Our Autumn 2017 meeting will be held at at the MIB in Manchester on 29th September, hosted by C4X, and will focus around the theme “Where simulation meets experiment”. And if you can think as far as a year ahead you can start looking forward to our planned joint MGMS/UKQSAR Group meeting in Cardiff, on 11th-12th April 2018 (provisional dates).

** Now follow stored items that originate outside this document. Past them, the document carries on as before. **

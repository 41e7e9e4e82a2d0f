/// Shared error type used across all Switchboard crates.
#[derive(thiserror::Error, Debug)]
pub enum Error {
    #[error("IO: {0}")]
    Io(#[from] std::io::Error),

    #[error("JSON: {0}")]
    Json(#[from] serde_json::Error),

    #[error("session not found: {0}")]
    SessionNotFound(String),

    #[error("event not found: {0}")]
    EventNotFound(String),

    #[error("storage: {0}")]
    Storage(String),

    /// Integrity failure. Surfaced to the caller, never silently repaired.
    #[error("checksum mismatch for event {0}")]
    ChecksumMismatch(String),

    #[error("provider {provider}: {message}")]
    Provider {
        provider: String,
        message: String,
        /// Transient failures are retried once before surfacing.
        retryable: bool,
    },

    #[error("tool {tool}: {message}")]
    Tool { tool: String, message: String },

    #[error("blocked: {0}")]
    Blocked(String),

    #[error("context window exceeded: {0}")]
    ContextExceeded(String),

    #[error("session is busy: a turn is already in progress")]
    SessionBusy,

    #[error("timeout: {0}")]
    Timeout(String),

    #[error("config: {0}")]
    Config(String),

    #[error("shutting down")]
    ShuttingDown,

    #[error("{0}")]
    Other(String),
}

impl Error {
    /// Whether a retry could plausibly succeed.
    pub fn is_retryable(&self) -> bool {
        match self {
            Error::Provider { retryable, .. } => *retryable,
            Error::Storage(_) | Error::Timeout(_) => true,
            _ => false,
        }
    }
}

pub type Result<T> = std::result::Result<T, Error>;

UK-QSAR meetings are often oversubscribed so do register asap to avoid disappointment. If you have registered already but can no longer attend PLEASE LET US KNOW so we can release your place. Details of the talks and some suggested pre-meeting reading material is available below should you wish to explore some of the upcoming topics in more detail ahead of the meeting.
As ever, please send any feedback or suggestions you have for future newsletters to Susan Boyd at email@example.com.
Spring 2017 Meeting
The UKQSAR spring meeting will be returning to Syngenta, Jealott’s Hill on 26 April. As ever, we’re aiming to offer a series of high quality talks around a range of topics, in this case formed around a couple of broad themes – understanding the lead optimisation process and characterising the shape of ligands and binding sites.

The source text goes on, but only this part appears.